9. COMPANY and SNND acknowledge and agree that nothing in this Agreement shall
operate or be construed as a representation or guarantee that the activities of COMPANY
shall result in the Work being completed by any specific or anticipated date, and COMPANY
shall have no liability whatsoever to SNND for the failure to complete the Work. COMPANY
will undertake the Work in its normal course of business. The Work undertaken by
COMPANY herein shall be provded with NO WARRANTY, EXPRESS OR IMPLIED, AS IS,
WHERE IS, WITH ALL FAULTS, AND COMPANY DISCLAIMS ALL OTHER WARRANTIES,
EXPRESS OR IMPLIED, WITH REGARD TO ITS ACTIVITIES OR ANY MATTER HEREUNDER,
INCLUDING, BUT NOT LIMITED TO, ANY WARRANTIES OF MERCHANTABILITY, FITNESS FOR
A PARTICULAR USE OR PURPOSE, OR CONFORMANCE TO MODELS OR SAMPLES OF
MATERIAL. In no event shall COMPANY be liable to SNND with respect to the Work or for
any losses, costs, liabilities, obligations, or damages arising out of or in connection with
such Work, whether arising in contract, tort, (including, but not limited to, negligence or
strict liability) or otherwise. IT IS SPECIFICALLY AGREED THAT COMPANY SHALL HAVE NO
OBLIGATION WHATSOEVER FOR, AND SNND EXPRESSLY WAIVES, ANY LOST PROFITS,
CONSEQUENTIAL, INDIRECT, SPECIAL, EXEMPLARY, OR PUNITIVE DAMAGES, INCLUDING,
WITHOUT LIMITATION, DELAY DAMAGES WITH RESPECT TO THE WORK, OR THIS
AGREEMENT, REGARDLESS OF HOW CAUSED. In no event shall SNND be liable to
COMPANY with respect to the Work or for any losses, costs, liabilities, obligations, or
damages arising out of or in connection with such Work, whether arising in contract, tort,
(including, but not limited to, negligence or strict liability) or otherwise. IT IS SPECIFICALLY
AGREED THAT SNND SHALL HAVE NO OBLIGATION WATSOEVER FOR, AND COMPANY
EXPRESSLY WAIVES, ANY LOST PROFITS, CONSEQUENTIAL, INDIRECT, SPECIAL,
EXEMPLARY, OR PUNITIVE DAMAGES WITH RESPECT TO THE WORK, OR THIS AGREEMENT,
REGARDLESS OF HOW CAUSED. Neither Party has any obligation to defend, indemnify or
hold harmless the other with respect to claims or lawsuits by third parties.

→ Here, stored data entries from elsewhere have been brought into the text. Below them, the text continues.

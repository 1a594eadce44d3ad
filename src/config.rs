//! `CompositeScoreConfig` and friends.
//!
//! The crate never reads a config file or environment variables; callers
//! load and hand over an already-built, immutable value.

use serde::{Deserialize, Serialize};
use std::collections::HashMap;

use crate::error::{Error, Result};

/// A single configured provider model and the perspective it represents.
#[derive(Debug, Clone, PartialEq, Serialize, Deserialize)]
pub struct ModelConfig {
    pub model_name: String,
    pub perspective: String,
    #[serde(default = "default_weight")]
    pub weight: f64,
    pub url: String,
}

fn default_weight() -> f64 {
    1.0
}

/// Composition formula for the Composite Calculator.
#[derive(Debug, Clone, Copy, PartialEq, Eq, Serialize, Deserialize)]
#[serde(rename_all = "snake_case")]
pub enum Formula {
    Average,
    Weighted,
}

/// Confidence computation method. Non-exhaustive so that unrecognized
/// values in a config file deserialize to `CountValid` instead of
/// failing, matching the spec's "default count_valid" fallback.
#[derive(Debug, Clone, Copy, PartialEq, Eq, Default)]
pub enum ConfidenceMethod {
    #[default]
    CountValid,
}

impl<'de> Deserialize<'de> for ConfidenceMethod {
    fn deserialize<D>(deserializer: D) -> std::result::Result<Self, D::Error>
    where
        D: serde::Deserializer<'de>,
    {
        let raw = String::deserialize(deserializer)?;
        Ok(match raw.as_str() {
            "count_valid" => Self::CountValid,
            _ => Self::CountValid,
        })
    }
}

impl Serialize for ConfidenceMethod {
    fn serialize<S>(&self, serializer: S) -> std::result::Result<S::Ok, S::Error>
    where
        S: serde::Serializer,
    {
        match self {
            Self::CountValid => serializer.serialize_str("count_valid"),
        }
    }
}

/// Policy for perspectives that fail validation or are missing entirely.
#[derive(Debug, Clone, Copy, PartialEq, Eq, Serialize, Deserialize)]
#[serde(rename_all = "snake_case")]
pub enum HandleInvalid {
    Default,
    Ignore,
}

/// Immutable, `Clone`-able configuration shared by every component.
///
/// Loading and parsing the backing JSON file is a caller concern; this
/// type only models the already-decoded shape and validates its numeric
/// invariants.
#[derive(Debug, Clone, Serialize, Deserialize)]
pub struct CompositeScoreConfig {
    pub models: Vec<ModelConfig>,
    pub formula: Formula,
    #[serde(default)]
    pub confidence_method: ConfidenceMethod,
    pub min_score: f64,
    pub max_score: f64,
    pub default_missing: f64,
    pub handle_invalid: HandleInvalid,
    pub min_confidence: f64,
    pub max_confidence: f64,
    #[serde(default)]
    pub weights: HashMap<String, f64>,
}

impl CompositeScoreConfig {
    pub fn builder() -> CompositeScoreConfigBuilder {
        CompositeScoreConfigBuilder::new()
    }

    /// Look up the configured weight for a perspective, defaulting to
    /// `1.0` when absent (per DESIGN.md's Open Question resolution).
    pub fn weight_for(&self, perspective: &str) -> f64 {
        self.weights.get(perspective).copied().unwrap_or(1.0)
    }

    /// Validate the numeric invariants a loaded config must satisfy.
    /// Never mutates `self` — on failure, the caller's already-loaded
    /// value is left untouched.
    pub fn validate(&self) -> Result<()> {
        if !(self.min_score.is_finite() && self.max_score.is_finite()) {
            return Err(Error::config("min_score/max_score must be finite"));
        }
        if self.min_score > self.max_score {
            return Err(Error::config("min_score must be <= max_score"));
        }
        if !(self.min_confidence.is_finite() && self.max_confidence.is_finite()) {
            return Err(Error::config("min_confidence/max_confidence must be finite"));
        }
        if self.min_confidence > self.max_confidence {
            return Err(Error::config("min_confidence must be <= max_confidence"));
        }
        if !self.default_missing.is_finite() {
            return Err(Error::config("default_missing must be finite"));
        }
        for m in &self.models {
            if m.model_name.trim().is_empty() {
                return Err(Error::config("model_name must not be empty"));
            }
            if !m.weight.is_finite() || m.weight < 0.0 {
                return Err(Error::config(format!(
                    "model {} has invalid weight {}",
                    m.model_name, m.weight
                )));
            }
        }
        Ok(())
    }
}

/// Builder mirroring `llm::client::ClientConfig`'s `with_*` style, for
/// constructing a config in tests or from code rather than JSON.
#[derive(Debug, Clone, Default)]
pub struct CompositeScoreConfigBuilder {
    models: Vec<ModelConfig>,
    formula: Option<Formula>,
    confidence_method: ConfidenceMethod,
    min_score: f64,
    max_score: f64,
    default_missing: f64,
    handle_invalid: Option<HandleInvalid>,
    min_confidence: f64,
    max_confidence: f64,
    weights: HashMap<String, f64>,
}

impl CompositeScoreConfigBuilder {
    pub fn new() -> Self {
        Self {
            models: Vec::new(),
            formula: None,
            confidence_method: ConfidenceMethod::CountValid,
            min_score: -1.0,
            max_score: 1.0,
            default_missing: 0.0,
            handle_invalid: None,
            min_confidence: 0.0,
            max_confidence: 1.0,
            weights: HashMap::new(),
        }
    }

    pub fn with_model(mut self, model: ModelConfig) -> Self {
        self.models.push(model);
        self
    }

    pub fn with_formula(mut self, formula: Formula) -> Self {
        self.formula = Some(formula);
        self
    }

    pub fn with_score_range(mut self, min: f64, max: f64) -> Self {
        self.min_score = min;
        self.max_score = max;
        self
    }

    pub fn with_confidence_range(mut self, min: f64, max: f64) -> Self {
        self.min_confidence = min;
        self.max_confidence = max;
        self
    }

    pub fn with_default_missing(mut self, value: f64) -> Self {
        self.default_missing = value;
        self
    }

    pub fn with_handle_invalid(mut self, handle: HandleInvalid) -> Self {
        self.handle_invalid = Some(handle);
        self
    }

    pub fn with_weight(mut self, perspective: impl Into<String>, weight: f64) -> Self {
        self.weights.insert(perspective.into(), weight);
        self
    }

    pub fn build(self) -> Result<CompositeScoreConfig> {
        let cfg = CompositeScoreConfig {
            models: self.models,
            formula: self.formula.unwrap_or(Formula::Average),
            confidence_method: self.confidence_method,
            min_score: self.min_score,
            max_score: self.max_score,
            default_missing: self.default_missing,
            handle_invalid: self.handle_invalid.unwrap_or(HandleInvalid::Default),
            min_confidence: self.min_confidence,
            max_confidence: self.max_confidence,
            weights: self.weights,
        };
        cfg.validate()?;
        Ok(cfg)
    }
}

#[cfg(test)]
mod tests {
    use super::*;
    use pretty_assertions::assert_eq;

    #[test]
    fn test_builder_defaults_are_valid() {
        let cfg = CompositeScoreConfig::builder().build().unwrap();
        assert_eq!(cfg.formula, Formula::Average);
        assert_eq!(cfg.handle_invalid, HandleInvalid::Default);
    }

    #[test]
    fn test_with_model_round_trips_the_struct() {
        let model = ModelConfig {
            model_name: "left-model".into(),
            perspective: "left".into(),
            weight: 2.0,
            url: "https://example.test".into(),
        };
        let cfg = CompositeScoreConfig::builder()
            .with_model(model.clone())
            .build()
            .unwrap();
        assert_eq!(cfg.models[0], model);
    }

    #[test]
    fn test_weight_for_default() {
        let cfg = CompositeScoreConfig::builder().build().unwrap();
        assert_eq!(cfg.weight_for("left"), 1.0);
    }

    #[test]
    fn test_weight_for_configured() {
        let cfg = CompositeScoreConfig::builder()
            .with_weight("left", 2.5)
            .build()
            .unwrap();
        assert_eq!(cfg.weight_for("left"), 2.5);
        assert_eq!(cfg.weight_for("right"), 1.0);
    }

    #[test]
    fn test_validate_rejects_min_gt_max() {
        let cfg = CompositeScoreConfig::builder()
            .with_score_range(1.0, -1.0)
            .build();
        assert!(cfg.is_err());
    }

    #[test]
    fn test_confidence_method_unknown_falls_back() {
        let parsed: ConfidenceMethod = serde_json::from_str("\"something_else\"").unwrap();
        assert_eq!(parsed, ConfidenceMethod::CountValid);
    }
}
//! Model Router: key rotation plus alternative-model fallback on
//! rate-limit.

use tracing::debug;

use crate::config::CompositeScoreConfig;
use crate::error::{LLMApiError, LLMErrorKind};

use super::client::{CancelSignal, ProviderCallConfig, ProviderClient};

/// Drives the §4.B algorithm: try primary, then backup on `rate_limit`,
/// then iterate configured models (skipping the one originally
/// requested) trying primary-then-backup for each, until success or
/// total exhaustion.
pub struct ModelRouter;

impl ModelRouter {
    #[allow(clippy::too_many_arguments)]
    pub async fn route(
        client: &dyn ProviderClient,
        primary_key: &str,
        backup_key: Option<&str>,
        cfg: &CompositeScoreConfig,
        model: &str,
        prompt: &str,
        call_cfg: &ProviderCallConfig,
        cancel: Option<CancelSignal>,
    ) -> Result<String, LLMApiError> {
        match client
            .complete(model, primary_key, prompt, call_cfg, cancel.clone())
            .await
        {
            Ok(body) => return Ok(body),
            Err(err) if err.error_type != LLMErrorKind::RateLimit => return Err(err),
            Err(_) => {}
        }

        if let Some(backup) = backup_key {
            debug!(%model, "primary key rate-limited, trying backup key");
            match client
                .complete(model, backup, prompt, call_cfg, cancel.clone())
                .await
            {
                Ok(body) => return Ok(body),
                Err(err) if err.error_type != LLMErrorKind::RateLimit => return Err(err),
                Err(_) => {}
            }
        }

        for candidate in cfg.models.iter().filter(|m| m.model_name != model) {
            debug!(candidate = %candidate.model_name, "trying fallback model");
            match client
                .complete(
                    &candidate.model_name,
                    primary_key,
                    prompt,
                    call_cfg,
                    cancel.clone(),
                )
                .await
            {
                Ok(body) => return Ok(body),
                Err(err) if err.error_type != LLMErrorKind::RateLimit => return Err(err),
                Err(_) => {}
            }

            if let Some(backup) = backup_key {
                match client
                    .complete(
                        &candidate.model_name,
                        backup,
                        prompt,
                        call_cfg,
                        cancel.clone(),
                    )
                    .await
                {
                    Ok(body) => return Ok(body),
                    Err(err) if err.error_type != LLMErrorKind::RateLimit => return Err(err),
                    Err(_) => {}
                }
            }
        }

        Err(LLMApiError::rate_limit_exhausted())
    }
}
//! Route descriptors accumulated by the [`Builder`](super::Builder).
//!
//! A descriptor ("sign") is inert data until the builder compiles it; the
//! fluent setters only record what was declared.

use std::sync::Arc;

use axum::http::StatusCode;

use crate::builder::Builder;
use crate::endpoint::action::{ActionEndpoint, ActionFn};
use crate::endpoint::chain::{self, Middleware};
use crate::endpoint::inflect::camelize;
use crate::endpoint::redirect::{
    ComputeFn, RedirectContext, RedirectEndpoint, RedirectTarget, PERMANENT, TEMPORARY,
};
use crate::endpoint::{ActionContext, Endpoint, EndpointSpec, Registry, Resolver, ResolverConfig};
use crate::error::{RoutingError, RoutingResult};
use crate::routing::matcher::{Constraint, Constraints};
use crate::routing::method::Method;
use crate::routing::params::{ParamValue, Params};
use crate::routing::pattern::{AdditionalValues, Capture, Pattern, PatternOptions};
use crate::routing::route::Route;
use crate::routing::router::{NamedRoutes, RouterOptions};

/// One declared entry, in declaration order.
pub(crate) enum Sign {
    Path(PathSign),
    Redirect(RedirectSign),
    Nested(NestedSign),
}

impl Sign {
    /// Scope-local middleware that must run inside the builder's own stack.
    pub(crate) fn prepend_middlewares(&mut self, middlewares: &[Middleware]) {
        let target = match self {
            Sign::Path(sign) => &mut sign.middlewares,
            Sign::Nested(sign) => &mut sign.middlewares,
            Sign::Redirect(_) => return,
        };
        let mut combined = middlewares.to_vec();
        combined.append(target);
        *target = combined;
    }
}

/// Everything the compile step needs from the enclosing scope.
pub(crate) struct CompileScope<'a> {
    pub options: &'a RouterOptions,
    pub registry: &'a Arc<dyn Registry>,
    pub middlewares: &'a [Middleware],
    pub names: &'a NamedRoutes,
}

/// A route to an endpoint for one or more methods.
pub struct PathSign {
    pattern: String,
    methods: Vec<Method>,
    spec: Option<EndpointSpec>,
    action: Option<ActionFn>,
    name: Option<String>,
    params: Params,
    constraints: Constraints,
    capture: Option<Capture>,
    except: Option<String>,
    namespace: Vec<String>,
    middlewares: Vec<Middleware>,
}

impl PathSign {
    pub(crate) fn new(pattern: String, methods: Vec<Method>, namespace: Vec<String>) -> Self {
        Self {
            pattern,
            methods,
            spec: None,
            action: None,
            name: None,
            params: Params::new(),
            constraints: Constraints::default(),
            capture: None,
            except: None,
            namespace,
            middlewares: Vec::new(),
        }
    }

    /// The endpoint: `"users#show"`, a [`Handler`](crate::endpoint::Handler),
    /// an [`EndpointRef`](crate::endpoint::EndpointRef) or a pair.
    ///
    /// Without a target the route resolves `controller` / `action` from its
    /// params on every request.
    pub fn to(&mut self, spec: impl Into<EndpointSpec>) -> &mut Self {
        self.spec = Some(spec.into());
        self.action = None;
        self
    }

    /// Shorthand for `to` with any [`Endpoint`] value.
    pub fn to_endpoint(&mut self, endpoint: impl Endpoint + 'static) -> &mut Self {
        let handler: crate::endpoint::Handler = Arc::new(endpoint);
        self.to(handler)
    }

    /// Answer with an inline action.
    pub fn to_action<F>(&mut self, action: F) -> &mut Self
    where
        F: Fn(&mut ActionContext<'_>) + Send + Sync + 'static,
    {
        self.action = Some(Arc::new(action));
        self.spec = None;
        self
    }

    /// Name the route; inside namespaces the name is prefixed
    /// (`magic_dragons`).
    pub fn name(&mut self, name: &str) -> &mut Self {
        let mut parts = self.namespace.clone();
        parts.push(name.to_string());
        self.name = Some(parts.join("_"));
        self
    }

    /// Name the route with the namespace in the middle (`new_magic_dragon`).
    pub fn name_with_postfix(&mut self, name: &str, postfix: &str) -> &mut Self {
        let mut parts = vec![name.to_string()];
        parts.extend(self.namespace.iter().cloned());
        parts.push(postfix.to_string());
        self.name = Some(parts.join("_"));
        self
    }

    /// Default params; they override resolved `controller` / `action`
    /// and are themselves overridden by captures.
    pub fn params<I, K, V>(&mut self, params: I) -> &mut Self
    where
        I: IntoIterator<Item = (K, V)>,
        K: Into<String>,
        V: Into<ParamValue>,
    {
        for (key, value) in params {
            self.params.insert(key, value);
        }
        self
    }

    pub fn constraint(&mut self, constraint: impl Constraint + 'static) -> &mut Self {
        self.constraints.push(Arc::new(constraint));
        self
    }

    pub fn capture(&mut self, capture: Capture) -> &mut Self {
        self.capture = Some(capture);
        self
    }

    /// Reject paths matching `pattern` even if the route pattern matches.
    pub fn except(&mut self, pattern: &str) -> &mut Self {
        self.except = Some(pattern.to_string());
        self
    }

    /// Restrict an `any` route to the given methods.
    pub fn via(&mut self, methods: &[Method]) -> &mut Self {
        let mut unique = Vec::new();
        for method in methods {
            if !unique.contains(method) {
                unique.push(*method);
            }
        }
        self.methods = unique;
        self
    }

    pub fn methods(&self) -> &[Method] {
        &self.methods
    }

    pub fn pattern(&self) -> &str {
        &self.pattern
    }

    pub fn route_name(&self) -> Option<&str> {
        self.name.as_deref()
    }

    pub(crate) fn compile(self, scope: &CompileScope<'_>) -> RoutingResult<(Vec<Method>, Route)> {
        let options = scope.options;
        let matcher = Pattern::compile(
            &self.pattern,
            &PatternOptions {
                style: options.style,
                capture: self.capture,
                except: self.except,
                additional_values: AdditionalValues::Ignore,
            },
        )?;

        let spec = match (self.action, self.spec) {
            (Some(action), _) => EndpointSpec::Handler(Arc::new(ActionEndpoint::new(
                action,
                scope.names.clone(),
                options.params_key.clone(),
            ))),
            (None, Some(spec)) => spec,
            (None, None) => EndpointSpec::empty(),
        };

        let resolver = Resolver::new(
            scope.registry.clone(),
            ResolverConfig {
                namespace: qualify(options.namespace.as_deref(), &self.namespace),
                naming_pattern: options.controller_format.clone(),
            },
        )
        .with_params_key(options.params_key.clone());
        let resolved = resolver.resolve(&spec)?;

        let mut stack = scope.middlewares.to_vec();
        stack.extend(self.middlewares);
        let endpoint = chain::build(resolved.handler, &stack);

        let route = Route::new(Arc::new(matcher), endpoint)
            .with_params(resolved.params.merged(&self.params))
            .with_constraints(self.constraints)
            .with_name(self.name);

        Ok((self.methods, route))
    }
}

/// A route answering every method with a redirect.
pub struct RedirectSign {
    pattern: String,
    target: Option<RedirectTo>,
    status: Option<StatusCode>,
    additional: Option<AdditionalValues>,
    constraints: Constraints,
}

enum RedirectTo {
    Path(String),
    Named(String),
    Computed(ComputeFn),
}

impl RedirectSign {
    pub(crate) fn new(pattern: String) -> Self {
        Self {
            pattern,
            target: None,
            status: None,
            additional: None,
            constraints: Constraints::default(),
        }
    }

    /// Redirect to a template expanded with the matched params.
    pub fn to_path(&mut self, path: &str) -> &mut Self {
        self.target = Some(RedirectTo::Path(path.to_string()));
        self
    }

    /// Like [`RedirectSign::to_path`], choosing the leftover param policy.
    pub fn to_path_with(&mut self, path: &str, additional: AdditionalValues) -> &mut Self {
        self.additional = Some(additional);
        self.to_path(path)
    }

    /// Redirect to a named route.
    pub fn to_named(&mut self, name: &str) -> &mut Self {
        self.target = Some(RedirectTo::Named(name.to_string()));
        self
    }

    /// Redirect to a location computed per request.
    pub fn to_computed<F>(&mut self, compute: F) -> &mut Self
    where
        F: Fn(&RedirectContext<'_>) -> RoutingResult<String> + Send + Sync + 'static,
    {
        self.target = Some(RedirectTo::Computed(Arc::new(compute)));
        self
    }

    pub fn permanent(&mut self) -> &mut Self {
        self.status = Some(PERMANENT);
        self
    }

    pub fn temporary(&mut self) -> &mut Self {
        self.status = Some(TEMPORARY);
        self
    }

    pub fn with_status(&mut self, status: StatusCode) -> &mut Self {
        self.status = Some(status);
        self
    }

    pub fn constraint(&mut self, constraint: impl Constraint + 'static) -> &mut Self {
        self.constraints.push(Arc::new(constraint));
        self
    }

    pub fn pattern(&self) -> &str {
        &self.pattern
    }

    pub(crate) fn compile(self, scope: &CompileScope<'_>) -> RoutingResult<Route> {
        let options = scope.options;
        let matcher = Pattern::compile(
            &self.pattern,
            &PatternOptions {
                style: options.style,
                ..PatternOptions::default()
            },
        )?;

        let target = match self.target {
            Some(RedirectTo::Path(path)) => {
                let expander = Pattern::compile(
                    &path,
                    &PatternOptions {
                        style: options.style,
                        additional_values: self
                            .additional
                            .unwrap_or(options.default_additional_values),
                        ..PatternOptions::default()
                    },
                )?;
                RedirectTarget::Path(Arc::new(expander))
            }
            Some(RedirectTo::Named(name)) => RedirectTarget::Named(name),
            Some(RedirectTo::Computed(compute)) => RedirectTarget::Computed(compute),
            None => {
                return Err(RoutingError::unresolved(format!(
                    "redirect from {}",
                    self.pattern
                )))
            }
        };

        let endpoint = RedirectEndpoint::new(
            target,
            self.status.unwrap_or_else(|| options.redirect_status()),
            scope.names.clone(),
            options.params_key.clone(),
        );

        Ok(Route::new(Arc::new(matcher), Arc::new(endpoint)).with_constraints(self.constraints))
    }
}

/// A sub-router mounted under a prefix.
pub(crate) struct NestedSign {
    pub subpath: String,
    pub builder: Builder,
    pub middlewares: Vec<Middleware>,
}

/// `Admin` + `["magic", "dragons"]` → `Admin::Magic::Dragons`.
fn qualify(global: Option<&str>, scope: &[String]) -> Option<String> {
    let parts: Vec<String> = global
        .into_iter()
        .map(str::to_string)
        .chain(scope.iter().cloned())
        .filter(|part| !part.is_empty())
        .map(|part| camelize(&part))
        .collect();

    (!parts.is_empty()).then(|| parts.join("::"))
}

10. It is understood that COMPANY does not assume any additional liability connected
to the SNND Project. Therefore, SNND agrees to protect, indemnify, and hold harmless
COMPANY, its officers, employees, representatives, agents, contractors, and
subcontractors from and against any and all claims, demands, actions, expenses (including
court costs and attorneys' fees), losses, damages, causes of action, and liability whether
with respect to the parties hereto or third parties, for damage to property or injury to or
death of persons arising out of or in connection with the Project, except to the extent said
claims, demands, actions, expenses, losses, damages, causes of action, and liabilities are
caused by the negligence and willful misconduct of COMPANY or its employees or
contractors.
11. This Agreement shall be effective as of the date first written above upon execution
by both Parties hereto and shall remain in full force and effect thereafter until the date
that the reimbursement obligations have been fully satisfied; provided however,
COMPANY shall have the right to terminate this Agreement and not complete the Work in
the event SNND has failed to make timely payment of the Costs in accordance with the
payment provisions herein.
12. This Agreement shall be construed in accordance with the laws of The State of
Texas, is subject to all valid laws, rule or regulations of any governmental authority having
jurisdiction, incorporates the entire agreement between the parties, may only be changed
or amended by written agreement of the parties hereto, and shall be binding on the parties
hereto as well as their successors and assigns.
13. Except as otherwise provided in this Agreement, the Parties reserve any and all
rights and remedies available at law or in equity.
IN WITNESS WHEREOF, the parties hereto have caused this Agreement to be executed by their
duly authorized representatives as of the date first written above.